A.生活に困っている場合などに賠償金を一部先行して支払うよう賠償金の内払いを、センターを通じて東電に求めることができます(いわゆる仮払いのイメージです)。なお、当初、東電はこれに応じておらず、公に和解仲介案の尊重を約束したことに違反していました。ところが、東電は、平成24年2月28日になってようやく和解案を受けました。詳細は原発被災者弁護団のHPへ

Q.家族が原発事故の避難によって病状が悪化して亡くなりました。東電に何か求めることはできますか?
A.「原発事故」による避難生活によって病状が発症、悪化したことにより死亡したと認められる場合(地震・津波は対象外です)、その遺族は、東電に対して亡くなった方の死亡慰謝料を請求することができます。なお、交通事故の場合の弁護士基準では、母親、配偶者の死亡の場合に2400万円が慰謝料の一応の目安として示されていますので参考にして下さい。これとは別に、亡くなった方の住民票のある自治体へ災害弔慰金(見舞金)を申請することができます。

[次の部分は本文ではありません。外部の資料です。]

//! Artifact records and the store interface.

use async_trait::async_trait;
use chrono::{DateTime, Utc};
use futures::stream::{self, BoxStream, StreamExt};
use serde::{Deserialize, Serialize};
use serde_json::{Map, Value};
use std::collections::BTreeMap;
use std::sync::RwLock;

use super::{ArtifactId, StorageError};
use crate::llm::Usage;
use crate::pipeline::ModelParams;
use crate::schema::{SchemaRef, TaskKind};
use crate::validation::ValidatedContent;

/// Tokens consumed across every attempt that led to an artifact.
#[derive(Debug, Clone, Copy, Default, PartialEq, Eq, Serialize, Deserialize)]
pub struct TokenUsage {
    pub input_tokens: u64,
    pub output_tokens: u64,
}

impl TokenUsage {
    pub fn add(&mut self, usage: &Usage) {
        self.input_tokens += u64::from(usage.prompt_tokens);
        self.output_tokens += u64::from(usage.completion_tokens);
    }

    pub fn total(&self) -> u64 {
        self.input_tokens + self.output_tokens
    }
}

impl std::ops::AddAssign for TokenUsage {
    fn add_assign(&mut self, other: Self) {
        self.input_tokens += other.input_tokens;
        self.output_tokens += other.output_tokens;
    }
}

/// How an artifact was produced.
#[derive(Debug, Clone, PartialEq, Serialize, Deserialize)]
pub struct Provenance {
    pub task_id: String,
    /// Pipeline attempts, including the accepted one.
    pub attempt_count: u32,
    /// Remote calls across all attempts, including transport retries.
    pub transport_calls: u32,
    pub model_params: ModelParams,
    /// sha256 of the base prompt payload.
    pub prompt_fingerprint: String,
    pub usage: TokenUsage,
    #[serde(default, skip_serializing_if = "Option::is_none")]
    pub parent: Option<ArtifactId>,
}

/// An accepted, immutable piece of generated content.
#[derive(Debug, Clone, PartialEq, Serialize, Deserialize)]
pub struct Artifact {
    pub id: ArtifactId,
    pub kind: TaskKind,
    pub schema: SchemaRef,
    pub content: Map<String, Value>,
    pub provenance: Provenance,
    pub created_at: DateTime<Utc>,
}

impl Artifact {
    /// Seals validated content under a freshly allocated id.
    pub fn new(content: ValidatedContent, provenance: Provenance) -> Self {
        let id = ArtifactId::generate();
        Self {
            id,
            kind: content.kind,
            schema: content.schema,
            content: content.fields,
            provenance,
            created_at: id.created_at(),
        }
    }

    pub fn get_str(&self, field: &str) -> Option<&str> {
        self.content.get(field).and_then(Value::as_str)
    }

    /// Content as a JSON object value.
    pub fn content_value(&self) -> Value {
        Value::Object(self.content.clone())
    }
}

/// Append-only mapping from id to artifact.
///
/// Implementations must make `put` atomic: a reader either sees the whole
/// artifact or nothing.
#[async_trait]
pub trait ArtifactStore: Send + Sync {
    /// Assigns an id and persists the artifact.
    async fn put(
        &self,
        content: ValidatedContent,
        provenance: Provenance,
    ) -> Result<Artifact, StorageError>;

    async fn get(&self, id: ArtifactId) -> Result<Artifact, StorageError>;

    /// Artifacts in creation order, optionally restricted to one kind.
    fn list(&self, kind: Option<TaskKind>) -> BoxStream<'_, Result<Artifact, StorageError>>;

    /// Administrative removal. Not part of normal pipeline flow.
    async fn delete(&self, id: ArtifactId) -> Result<(), StorageError>;
}

/// In-process store backed by an ordered map.
#[derive(Debug, Default)]
pub struct MemoryArtifactStore {
    artifacts: RwLock<BTreeMap<ArtifactId, Artifact>>,
}

impl MemoryArtifactStore {
    pub fn new() -> Self {
        Self::default()
    }

    pub fn len(&self) -> usize {
        self.artifacts
            .read()
            .expect("artifact store lock poisoned")
            .len()
    }

    pub fn is_empty(&self) -> bool {
        self.len() == 0
    }
}

#[async_trait]
impl ArtifactStore for MemoryArtifactStore {
    async fn put(
        &self,
        content: ValidatedContent,
        provenance: Provenance,
    ) -> Result<Artifact, StorageError> {
        // Allocate under the write lock so map order and id order agree.
        let mut artifacts = self.artifacts.write().expect("artifact store lock poisoned");
        let artifact = Artifact::new(content, provenance);
        if artifacts.contains_key(&artifact.id) {
            return Err(StorageError::InvalidData(format!(
                "duplicate artifact id {}",
                artifact.id
            )));
        }
        artifacts.insert(artifact.id, artifact.clone());
        Ok(artifact)
    }

    async fn get(&self, id: ArtifactId) -> Result<Artifact, StorageError> {
        self.artifacts
            .read()
            .expect("artifact store lock poisoned")
            .get(&id)
            .cloned()
            .ok_or(StorageError::NotFound(id))
    }

    fn list(&self, kind: Option<TaskKind>) -> BoxStream<'_, Result<Artifact, StorageError>> {
        let snapshot: Vec<Artifact> = self
            .artifacts
            .read()
            .expect("artifact store lock poisoned")
            .values()
            .filter(|a| kind.is_none_or(|k| a.kind == k))
            .cloned()
            .collect();
        stream::iter(snapshot.into_iter().map(Ok)).boxed()
    }

    async fn delete(&self, id: ArtifactId) -> Result<(), StorageError> {
        self.artifacts
            .write()
            .expect("artifact store lock poisoned")
            .remove(&id)
            .map(|_| ())
            .ok_or(StorageError::NotFound(id))
    }
}

#[cfg(test)]
pub(crate) mod tests {
    use super::*;
    use crate::schema::SchemaRegistry;
    use futures::TryStreamExt;
    use semver::Version;
    use serde_json::json;

    pub(crate) fn content(kind: TaskKind, title: &str) -> ValidatedContent {
        let mut fields = Map::new();
        fields.insert("title".to_string(), json!(title));
        ValidatedContent {
            kind,
            schema: SchemaRef {
                name: "test_schema".to_string(),
                version: Version::new(1, 0, 0),
            },
            fields,
        }
    }

    pub(crate) fn provenance(task_id: &str) -> Provenance {
        Provenance {
            task_id: task_id.to_string(),
            attempt_count: 1,
            transport_calls: 1,
            model_params: ModelParams::for_kind(TaskKind::DraftGeneration),
            prompt_fingerprint: "ab".repeat(32),
            usage: TokenUsage {
                input_tokens: 120,
                output_tokens: 80,
            },
            parent: None,
        }
    }

    #[test]
    fn test_token_usage_accumulates() {
        let mut usage = TokenUsage::default();
        usage.add(&Usage {
            prompt_tokens: 10,
            completion_tokens: 5,
            total_tokens: 15,
        });
        usage += TokenUsage {
            input_tokens: 1,
            output_tokens: 2,
        };
        assert_eq!(usage.input_tokens, 11);
        assert_eq!(usage.output_tokens, 7);
        assert_eq!(usage.total(), 18);
    }

    #[test]
    fn test_artifact_created_at_matches_id() {
        let artifact = Artifact::new(content(TaskKind::DraftGeneration, "x"), provenance("t"));
        assert_eq!(artifact.created_at, artifact.id.created_at());
        assert_eq!(artifact.get_str("title"), Some("x"));
    }

    #[test]
    fn test_artifact_serde_round_trip() {
        let artifact = Artifact::new(
            content(TaskKind::StructuralPlanning, "plan"),
            provenance("t"),
        );
        let json = serde_json::to_string(&artifact).unwrap();
        let back: Artifact = serde_json::from_str(&json).unwrap();
        assert_eq!(back, artifact);
    }

    #[tokio::test]
    async fn test_memory_put_get_delete() {
        let store = MemoryArtifactStore::new();
        let artifact = store
            .put(content(TaskKind::DraftGeneration, "draft"), provenance("t1"))
            .await
            .unwrap();

        let loaded = store.get(artifact.id).await.unwrap();
        assert_eq!(loaded, artifact);
        assert_eq!(store.len(), 1);

        store.delete(artifact.id).await.unwrap();
        assert!(matches!(
            store.get(artifact.id).await,
            Err(StorageError::NotFound(id)) if id == artifact.id
        ));
        assert!(matches!(
            store.delete(artifact.id).await,
            Err(StorageError::NotFound(_))
        ));
    }

    #[tokio::test]
    async fn test_memory_list_in_creation_order_with_filter() {
        let store = MemoryArtifactStore::new();
        let mut created = Vec::new();
        for (i, kind) in [
            TaskKind::BackgroundDiscovery,
            TaskKind::DraftGeneration,
            TaskKind::BackgroundDiscovery,
        ]
        .into_iter()
        .enumerate()
        {
            created.push(
                store
                    .put(content(kind, &format!("item {}", i)), provenance("t"))
                    .await
                    .unwrap(),
            );
        }

        let all: Vec<Artifact> = store.list(None).try_collect().await.unwrap();
        assert_eq!(all, created);

        let background: Vec<Artifact> = store
            .list(Some(TaskKind::BackgroundDiscovery))
            .try_collect()
            .await
            .unwrap();
        assert_eq!(background.len(), 2);
        assert!(background[0].id < background[1].id);
    }

    #[tokio::test]
    async fn test_memory_store_accepts_registry_samples() {
        let registry = SchemaRegistry::builtin().unwrap();
        let store = MemoryArtifactStore::new();
        for kind in registry.kinds() {
            let schema = registry.get(kind).unwrap();
            let fields = match schema.sample_instance() {
                Value::Object(map) => map,
                other => panic!("sample is not an object: {other}"),
            };
            let content = ValidatedContent {
                kind,
                schema: schema.schema_ref(),
                fields,
            };
            store.put(content, provenance("samples")).await.unwrap();
        }
        assert_eq!(store.len(), registry.len());
    }
}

Q.書類も厚いし面倒なので放置しておいても良いのですか?
A.仮払いは清算を前提としています。様子を見るとしても、いざ請求するときの準備(事故以降の避難の経過と辛く苦しい思いをした生活状況を書いた日記、領収証の収集など)を必ずとって下さい。時間が経つにつれて忘れてしまいます。

Q.実際どうすればいいか困っています。
A.東電の書類を出す・出さないにしても、本当に金額はそれでいいのか、他に請求できる項目はないのか、もっと他に手段はないのかについて、弁護士等の法律専門家に相談しましょう。加害者である東電の言いなりになる必要は決してありません。

Q.賠償はいつまで続くのですか。
A.国の原子力損害賠償紛争審査会での議論だと、国によるステップ2が終了したとして事故収束宣言が出されたことが大きく影響しています。特に、旧緊急時避難準備区域については、インフラ整備と除染の状況を見て、「平成24年8月末日に」避難費用と精神的損害を打ち切るべきであるとの議論が一致したようです。

Q.自営業者・会社等の場合はどうすればいいですか?
A.東電が示した基準と国の指針はよく見ると違いがあります。個々の事業内容によって違うので、個別に対応する必要があります。これから事業を拡大し収益の増加が見込めるはずであった場合や新規に事業を立ち上げた場合などに、過去の決算書のみで損害を算定することは適切ではありません。身近な法律専門家に相談して下さい。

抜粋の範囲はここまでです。